Federer is a seven-time Wimbledon champion and has picked up a jaw-dropping 17 Grand Slam singles titles. The 34-year-old is showing no signs of passing his peak, and has beaten Andy Murray in both of their previous meetings at SW19.

While there is little to split them on their head-to-head record (Federer has won 14 to Murray’s 11) recent form points to the Super Swiss man. Their last five meetings which include a game at Wimbledon, the Australian Open and three other ATP Tour events have all gone Federer’s way, with Murray picking up just the single set.

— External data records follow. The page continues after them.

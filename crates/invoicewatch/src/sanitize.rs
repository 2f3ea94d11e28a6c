//! Helpers for cleaning values before they reach log events or span fields.
//!
//! Uploaded file names are client-controlled and may carry full local paths;
//! provider error bodies can be arbitrarily large.

/// Longest provider body kept in an error message.
pub const MAX_LOGGED_BODY: usize = 200;

/// Returns the last path component of a client-supplied file name, with
/// control characters removed. Both `/` and `\` count as separators.
pub fn display_name(file_name: &str) -> String {
    let base = file_name
        .rsplit(['/', '\\'])
        .next()
        .unwrap_or(file_name);
    let cleaned: String = base.chars().filter(|c| !c.is_control()).collect();
    let cleaned = cleaned.trim();
    if cleaned.is_empty() {
        "<unnamed>".to_string()
    } else {
        cleaned.to_string()
    }
}

/// Truncates text to [`MAX_LOGGED_BODY`] characters on a char boundary.
pub fn truncate_for_log(text: &str) -> String {
    let text = text.trim();
    match text.char_indices().nth(MAX_LOGGED_BODY) {
        Some((cut, _)) => format!("{}…", &text[..cut]),
        None => text.to_string(),
    }
}
use std::net::SocketAddr;
use std::path::Path;

use crate::config::schema::Config;
use crate::error::ConfigError;
use crate::secrets::has_secret_source;

const SCHEMA_JSON: &str = include_str!("../../../../schema/config-v1.json");

pub fn load_config<P: AsRef<Path>>(path: P) -> Result<Config, ConfigError> {
    let path = path.as_ref();
    let content = std::fs::read_to_string(path).map_err(|e| ConfigError::ReadFile {
        path: path.to_path_buf(),
        source: e,
    })?;

    load_config_from_str(&content)
}

pub fn load_config_from_str(content: &str) -> Result<Config, ConfigError> {
    let json_value: serde_json::Value = serde_json::from_str(content)?;

    validate_schema(&json_value)?;

    let config: Config = serde_json::from_value(json_value)?;

    validate_config(&config)?;

    Ok(config)
}

fn validate_schema(json_value: &serde_json::Value) -> Result<(), ConfigError> {
    let schema: serde_json::Value =
        serde_json::from_str(SCHEMA_JSON).map_err(|e| ConfigError::Validation {
            message: format!("Invalid embedded schema JSON: {}", e),
        })?;

    let validator = jsonschema::validator_for(&schema).map_err(|e| ConfigError::Validation {
        message: format!("Failed to compile JSON schema: {}", e),
    })?;

    let error_messages: Vec<String> = validator
        .iter_errors(json_value)
        .map(|e| e.to_string())
        .collect();
    if !error_messages.is_empty() {
        return Err(ConfigError::SchemaValidation {
            errors: error_messages.join("; "),
        });
    }

    Ok(())
}

fn validate_config(config: &Config) -> Result<(), ConfigError> {
    if config.version != "1.0" {
        return Err(ConfigError::Validation {
            message: format!("Unsupported config version: {}", config.version),
        });
    }

    if config.owner.id.trim().is_empty() {
        return Err(ConfigError::Validation {
            message: "owner.id must not be empty".to_string(),
        });
    }

    if !config.owner.email.contains('@') {
        return Err(ConfigError::Validation {
            message: format!("owner.email '{}' is not an email address", config.owner.email),
        });
    }

    if config.analyzer.timeout_secs == 0 {
        return Err(ConfigError::Validation {
            message: "analyzer.timeout_secs must be positive".to_string(),
        });
    }

    let analyzer = &config.analyzer;
    if !has_secret_source(
        analyzer.api_key.as_deref(),
        analyzer.api_key_file.as_deref(),
        analyzer.api_key_env_var.as_deref(),
    ) {
        log::warn!("No analyzer API key source configured; document analysis will fail");
    }

    if config.server.bind.parse::<SocketAddr>().is_err() {
        return Err(ConfigError::InvalidBind {
            bind: config.server.bind.clone(),
        });
    }

    Ok(())
}

#[cfg(test)]
mod tests {
    use super::*;

    #[test]
    fn test_load_minimal_config_applies_defaults() {
        let config = load_config_from_str(r#"{ "version": "1.0" }"#).unwrap();
        assert_eq!(config.currency, "INR");
        assert_eq!(config.owner.id, "user_master_v1");
        assert_eq!(config.analyzer.model, "gemini-3-flash-preview");
        assert_eq!(config.analyzer.timeout_secs, 60);
        assert_eq!(config.analyzer.max_retries, 1);
        assert_eq!(
            config.analyzer.api_key_env_var.as_deref(),
            Some("GOOGLE_GENERATIVE_AI_API_KEY")
        );
        assert_eq!(config.server.bind, "127.0.0.1:8080");
        assert!(config.database.path.is_none());
    }

    #[test]
    fn test_load_full_config() {
        let config_json = r#"
        {
            "version": "1.0",
            "currency": "EUR",
            "database": { "path": "/var/lib/invoicewatch/db.sqlite" },
            "owner": {
                "id": "tenant-7",
                "email": "ops@example.com",
                "name": "Ops",
                "business_name": "Example GmbH"
            },
            "analyzer": {
                "model": "gemini-2.5-flash",
                "timeout_secs": 20,
                "max_retries": 2,
                "retry_backoff_ms": 0,
                "api_key_env_var": "MY_KEY"
            },
            "server": { "bind": "0.0.0.0:9000" },
            "logging": { "level": "debug", "json": true }
        }
        "#;

        let config = load_config_from_str(config_json).unwrap();
        assert_eq!(config.currency, "EUR");
        assert_eq!(config.owner.id, "tenant-7");
        assert_eq!(config.owner.to_owner().business_name, "Example GmbH");
        assert_eq!(config.analyzer.model, "gemini-2.5-flash");
        assert_eq!(config.analyzer.max_retries, 2);
        assert_eq!(config.analyzer.api_key_env_var.as_deref(), Some("MY_KEY"));
        assert!(config.logging.json);
    }

    #[test]
    fn test_invalid_version() {
        let result = load_config_from_str(r#"{ "version": "2.0" }"#);
        assert!(matches!(result, Err(ConfigError::Validation { .. })));
    }

    #[test]
    fn test_unknown_field_rejected_by_schema() {
        let result = load_config_from_str(r#"{ "version": "1.0", "workers": 4 }"#);
        assert!(matches!(result, Err(ConfigError::SchemaValidation { .. })));
    }

    #[test]
    fn test_zero_timeout_rejected_by_schema() {
        let result =
            load_config_from_str(r#"{ "version": "1.0", "analyzer": { "timeout_secs": 0 } }"#);
        assert!(result.is_err());
    }

    #[test]
    fn test_blank_owner_rejected() {
        let result = load_config_from_str(r#"{ "version": "1.0", "owner": { "id": "  " } }"#);
        assert!(matches!(result, Err(ConfigError::Validation { .. })));
    }

    #[test]
    fn test_bad_owner_email_rejected() {
        let result =
            load_config_from_str(r#"{ "version": "1.0", "owner": { "email": "nobody" } }"#);
        assert!(matches!(result, Err(ConfigError::Validation { .. })));
    }

    #[test]
    fn test_bad_bind_rejected() {
        let result =
            load_config_from_str(r#"{ "version": "1.0", "server": { "bind": "localhost" } }"#);
        assert!(matches!(result, Err(ConfigError::InvalidBind { .. })));
    }

    #[test]
    fn test_malformed_json() {
        let result = load_config_from_str("{ not json");
        assert!(matches!(result, Err(ConfigError::ParseJson(_))));
    }

    #[test]
    fn test_load_config_from_file() {
        let dir = tempfile::tempdir().unwrap();
        let path = dir.path().join("invoicewatch.json");
        std::fs::write(&path, r#"{ "version": "1.0", "currency": "USD" }"#).unwrap();

        let config = load_config(&path).unwrap();
        assert_eq!(config.currency, "USD");
    }

    #[test]
    fn test_database_path() {
        let config = load_config_from_str(
            r#"{ "version": "1.0", "database": { "path": "/tmp/iw/records.db" } }"#,
        )
        .unwrap();
        assert_eq!(
            config.database_path().unwrap(),
            std::path::PathBuf::from("/tmp/iw/records.db")
        );

        let config = Config::default();
        if let Some(home) = dirs::home_dir() {
            assert_eq!(
                config.database_path().unwrap(),
                home.join(".invoicewatch/data/invoicewatch.db")
            );
        }
    }

    #[test]
    fn test_load_missing_file() {
        let result = load_config("/nonexistent/invoicewatch.json");
        assert!(matches!(result, Err(ConfigError::ReadFile { .. })));
    }
}
//! Broadcasting of intake progress for live clients.

pub mod batch_progress;

pub use batch_progress::{
    BatchPhase, BatchProgressBroadcaster, BatchProgressEvent, BatchProgressTracker,
};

The money is coming for Murray and momentum is with him on home soil, but you never know if those last five defeats will play on his mind. It’s been more than three years since Murray has been able to walk over to the net and shake Roger Federer’s hand after beating him, and when the pressure is on at a potential Wimbledon final, that might just start niggling away at the World Number 2.

Raonic and Berdych will be no semi-final push-overs – they’re not ranked in the top 10 for fun – but the betting suggests it will be an epic showdoen between Murray and Federer come Sunday. Murray will be odds-on to win and will be carrying plenty of patriotic pennies – but there might be a snip of value in backing arguably, the greatest player of all time.

What do you think?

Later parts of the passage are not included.